impl TopologyGenerator {
    pub fn new(config: GeneratorConfig) -> Self {
        Self::with_registry(config, SchemaRegistry::global())
    }

    pub fn with_registry(config: GeneratorConfig, registry: &'static SchemaRegistry) -> Self {
        Self { config, registry }
    }

    pub fn config(&self) -> &GeneratorConfig {
        &self.config
    }

    /// Build the topology in memory
    pub fn generate(&self) -> Result<GeneratedTopology> {
        self.generate_within(Deadline::none())
    }

    /// Build the topology, aborting between steps once `deadline` passes
    ///
    /// Configuration is validated up front, so an invalid count produces no
    /// entities at all.
    pub fn generate_within(&self, deadline: Deadline) -> Result<GeneratedTopology> {
        let c = &self.config;
        c.validate()?;
        info!(
            "Generating topology: {} switches x {} ports, {} VLANs, {} servers x {} VMs x {} pods x {} containers",
            c.switch_count,
            c.ports_per_switch,
            c.vlan_count,
            c.server_count,
            c.vms_per_server,
            c.pods_per_vm,
            c.containers_per_pod
        );

        let mut b = TopologyBuilder::new(self.registry, c);

        // 1. Switches
        deadline.check("switch generation")?;
        let mut switch_ids = Vec::with_capacity(c.switch_count);
        for i in 0..c.switch_count {
            let attributes = EntityAttributes::NetworkSwitch(SwitchAttributes {
                vendor: pick(&SWITCH_VENDORS, i).to_string(),
                model: Some(pick(&SWITCH_MODELS, i).to_string()),
                ip_address: Some(ip_address("192.168", i)),
                mac_address: Some(mac_address(0x01, i)),
                port_count: Some(to_u32(c.ports_per_switch, "ports_per_switch")?),
                location: Some(pick(&LOCATIONS, i).to_string()),
            });
            let properties = props([("firmware", json!(format!("{}.{}.1", 15 + i % 3, i % 10)))]);
            switch_ids.push(b.add(switch_name(i), attributes, properties)?);
        }
        debug!("Created {} switches", switch_ids.len());

        // 2. Ports, switch -CONTAINS-> port
        deadline.check("port generation")?;
        let mut port_ids = Vec::with_capacity(c.switch_count * c.ports_per_switch);
        for (s, switch_id) in switch_ids.iter().enumerate() {
            for p in 0..c.ports_per_switch {
                let global = port_ids.len();
                let number = to_u32(p + 1, "port number")?;
                let status = if global % 10 == 9 { "down" } else { "up" };
                let attributes = EntityAttributes::NetworkPort(PortAttributes {
                    port_number: number,
                    port_type: Some(pick(&PORT_TYPES, global).to_string()),
                    status: Some(status.to_string()),
                    speed: Some(pick(&PORT_SPEEDS, global).to_string()),
                    duplex: Some("full".to_string()),
                });
                let port_id = b.add(
                    format!("{}-Port-{:02}", switch_name(s), number),
                    attributes,
                    PropertyMap::new(),
                )?;
                b.link(
                    RelationshipKind::Contains,
                    switch_id,
                    &port_id,
                    props([("port_number", json!(number))]),
                )?;
                port_ids.push(port_id);
            }
        }
        debug!("Created {} ports", port_ids.len());

        // 3. VLANs, port i -BELONGS_TO-> VLAN (i mod vlan_count)
        deadline.check("VLAN generation")?;
        let mut vlan_ids = Vec::with_capacity(c.vlan_count);
        for i in 0..c.vlan_count {
            let vlan_id = FIRST_VLAN_ID + to_u32(i, "VLAN index")?;
            let attributes = EntityAttributes::Vlan(VlanAttributes {
                vlan_id,
                subnet: Some(format!("10.{}.{}.0/24", vlan_id / 100, vlan_id % 100)),
                gateway: Some(format!("10.{}.{}.1", vlan_id / 100, vlan_id % 100)),
                description: Some(format!("{} network segment", pick(&VLAN_NAMES, i))),
            });
            vlan_ids.push(b.add(vlan_name(i), attributes, PropertyMap::new())?);
        }
        for (i, port_id) in port_ids.iter().enumerate() {
            let mode = if i % 2 == 0 { "access" } else { "trunk" };
            b.link(
                RelationshipKind::BelongsTo,
                port_id,
                &vlan_ids[i % vlan_ids.len()],
                props([("mode", json!(mode))]),
            )?;
        }
        debug!("Created {} VLANs", vlan_ids.len());

        // 4. Servers, server i -BELONGS_TO-> VLAN (i mod vlan_count)
        deadline.check("server generation")?;
        let mut server_ids = Vec::with_capacity(c.server_count);
        for i in 0..c.server_count {
            let attributes = EntityAttributes::Server(ServerAttributes {
                hostname: format!("srv-{:02}.example.com", i + 1),
                cpu_cores: pick(&SERVER_CPU_CORES, i),
                memory_gb: pick(&SERVER_MEMORY_GB, i),
                storage_gb: pick(&SERVER_STORAGE_GB, i),
                ip_address: Some(ip_address("10.1", i)),
                mac_address: Some(mac_address(0x02, i)),
                os: Some(pick(&SERVER_OS, i).to_string()),
                rack_location: Some(format!("Rack-{:02}-U{:02}", i / RACK_UNITS + 1, i % RACK_UNITS + 1)),
            });
            let server_id = b.add(server_name(i), attributes, PropertyMap::new())?;
            b.link(
                RelationshipKind::BelongsTo,
                &server_id,
                &vlan_ids[i % vlan_ids.len()],
                props([("interface", json!("eth0"))]),
            )?;
            server_ids.push(server_id);
        }
        debug!("Created {} servers", server_ids.len());

        // 5. VMs, server -HOSTS-> VM
        deadline.check("VM generation")?;
        let mut vms: Vec<(String, String)> = Vec::with_capacity(c.server_count * c.vms_per_server);
        for (s, server_id) in server_ids.iter().enumerate() {
            for v in 0..c.vms_per_server {
                let global = vms.len();
                let hypervisor = pick(&HYPERVISORS, global);
                let hostname = format!("vm-{:02}-{:02}.example.com", s + 1, v + 1);
                let attributes = EntityAttributes::VirtualMachine(VirtualMachineAttributes {
                    hostname: hostname.clone(),
                    cpu_cores: Some(pick(&VM_CPU_CORES, global)),
                    memory_gb: Some(pick(&VM_MEMORY_GB, global)),
                    storage_gb: Some(pick(&VM_STORAGE_GB, global)),
                    ip_address: Some(ip_address("10.2", global)),
                    os: Some(pick(&VM_OS, global).to_string()),
                    hypervisor: Some(hypervisor.to_string()),
                    vm_id: Some(format!("vmid-{:06}", global + 1)),
                });
                let vm_id = b.add(
                    format!("{}-VM-{:02}", server_name(s), v + 1),
                    attributes,
                    PropertyMap::new(),
                )?;
                b.link(
                    RelationshipKind::Hosts,
                    server_id,
                    &vm_id,
                    props([("hypervisor", json!(hypervisor))]),
                )?;
                vms.push((vm_id, hostname));
            }
        }
        debug!("Created {} virtual machines", vms.len());

        // 6. Pods, VM -RUNS_ON-> pod
        deadline.check("pod generation")?;
        let mut pods: Vec<(String, String)> = Vec::with_capacity(vms.len() * c.pods_per_vm);
        for (vm_id, vm_hostname) in &vms {
            deadline.check("pod generation")?;
            for _ in 0..c.pods_per_vm {
                let global = pods.len();
                let namespace = pick(&NAMESPACES, global);
                let app = format!("app-{}", global % 10 + 1);
                let name = format!("pod-{}-{:04}", namespace, global + 1);
                let labels = [
                    ("app".to_string(), app.clone()),
                    ("environment".to_string(), pick(&DEPLOY_ENVIRONMENTS, global).to_string()),
                    ("version".to_string(), format!("v1.{}.0", global % 10)),
                ]
                .into_iter()
                .collect();
                let annotations = [(
                    "deployment.kubernetes.io/revision".to_string(),
                    (global % 5 + 1).to_string(),
                )]
                .into_iter()
                .collect();
                let attributes = EntityAttributes::KubernetesPod(PodAttributes {
                    namespace: namespace.to_string(),
                    pod_ip: Some(ip_address("10.244", global)),
                    node_name: Some(vm_hostname.clone()),
                    labels,
                    annotations,
                    phase: Some(pick(&POD_PHASES, global).to_string()),
                    restart_count: Some(to_u32(global % 4, "restart count")?),
                });
                let properties = props([(
                    "owner",
                    json!({"team": format!("team-{}", global % 4 + 1), "app": app}),
                )]);
                let pod_id = b.add(name.clone(), attributes, properties)?;
                b.link(
                    RelationshipKind::RunsOn,
                    vm_id,
                    &pod_id,
                    props([("namespace", json!(namespace))]),
                )?;
                pods.push((pod_id, name));
            }
        }
        debug!("Created {} pods", pods.len());

        // 7. Containers, pod -CONTAINS-> container
        deadline.check("container generation")?;
        let mut container_ids = Vec::with_capacity(pods.len() * c.containers_per_pod);
        for (pod_id, pod_name) in &pods {
            for n in 0..c.containers_per_pod {
                let global = container_ids.len();
                let (image, tag) = pick(&CONTAINER_IMAGES, global);
                let short = image.rsplit('/').next().unwrap_or(image);
                let status = pick(&CONTAINER_STATUSES, global);
                let port = 3000 + global % 6000;
                let environment_vars = [
                    ("ENV".to_string(), pick(&DEPLOY_ENVIRONMENTS, global).to_string()),
                    ("LOG_LEVEL".to_string(), pick(&LOG_LEVELS, global).to_string()),
                    ("MAX_CONNECTIONS".to_string(), (100 + global % 900).to_string()),
                ]
                .into_iter()
                .collect();
                let attributes = EntityAttributes::Container(ContainerAttributes {
                    image: image.to_string(),
                    image_tag: Some(tag.to_string()),
                    container_id: Some(format!("cid-{:012x}", global + 1)),
                    ports: vec![format!("{}/tcp", port)],
                    environment_vars,
                    cpu_limit: Some(format!("{}m", 100 + (global * 50) % 1900)),
                    memory_limit: Some(format!("{}Mi", 128 * (1 + global % 32))),
                    status: Some(status.to_string()),
                });
                let container_id = b.add(
                    format!("{}-{}-{}", pod_name, short, n + 1),
                    attributes,
                    PropertyMap::new(),
                )?;
                b.link(
                    RelationshipKind::Contains,
                    pod_id,
                    &container_id,
                    props([("image", json!(format!("{}:{}", image, tag)))]),
                )?;
                container_ids.push(container_id);
            }
        }
        debug!("Created {} containers", container_ids.len());

        // 8. Container j -CONNECTED_TO-> port (j mod port_count)
        deadline.check("container wiring")?;
        for (j, container_id) in container_ids.iter().enumerate() {
            b.link(
                RelationshipKind::ConnectedTo,
                container_id,
                &port_ids[j % port_ids.len()],
                props([("protocol", json!("tcp"))]),
            )?;
        }

        let topology = b.topology;
        info!(
            "Generated topology: {} entities, {} relationships",
            topology.entities.len(),
            topology.relationships.len()
        );
        Ok(topology)
    }

    /// Generate and write the topology through `session`
    pub async fn populate(&self, session: &TopologySession) -> Result<GeneratedTopology> {
        self.populate_within(session, Deadline::none()).await
    }

    pub async fn populate_within(
        &self,
        session: &TopologySession,
        deadline: Deadline,
    ) -> Result<GeneratedTopology> {
        let topology = self.generate_within(deadline)?;
        session.import(&topology, deadline).await?;
        Ok(topology)
    }
}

* * *

Requirement
Using the entries above, repeat only the lines from the one containing "pub fn generate_within(&self, deadline: Deadline)" through the one containing "let number = to_u32(p", end lines included.

Result of the exercise
    pub fn generate_within(&self, deadline: Deadline) -> Result<GeneratedTopology> {
        let c = &self.config;
        c.validate()?;
        info!(
            "Generating topology: {} switches x {} ports, {} VLANs, {} servers x {} VMs x {} pods x {} containers",
            c.switch_count,
            c.ports_per_switch,
            c.vlan_count,
            c.server_count,
            c.vms_per_server,
            c.pods_per_vm,
            c.containers_per_pod
        );

        let mut b = TopologyBuilder::new(self.registry, c);

        // 1. Switches
        deadline.check("switch generation")?;
        let mut switch_ids = Vec::with_capacity(c.switch_count);
        for i in 0..c.switch_count {
            let attributes = EntityAttributes::NetworkSwitch(SwitchAttributes {
                vendor: pick(&SWITCH_VENDORS, i).to_string(),
                model: Some(pick(&SWITCH_MODELS, i).to_string()),
                ip_address: Some(ip_address("192.168", i)),
                mac_address: Some(mac_address(0x01, i)),
                port_count: Some(to_u32(c.ports_per_switch, "ports_per_switch")?),
                location: Some(pick(&LOCATIONS, i).to_string()),
            });
            let properties = props([("firmware", json!(format!("{}.{}.1", 15 + i % 3, i % 10)))]);
            switch_ids.push(b.add(switch_name(i), attributes, properties)?);
        }
        debug!("Created {} switches", switch_ids.len());

        // 2. Ports, switch -CONTAINS-> port
        deadline.check("port generation")?;
        let mut port_ids = Vec::with_capacity(c.switch_count * c.ports_per_switch);
        for (s, switch_id) in switch_ids.iter().enumerate() {
            for p in 0..c.ports_per_switch {
                let global = port_ids.len();
                let number = to_u32(p + 1, "port number")?;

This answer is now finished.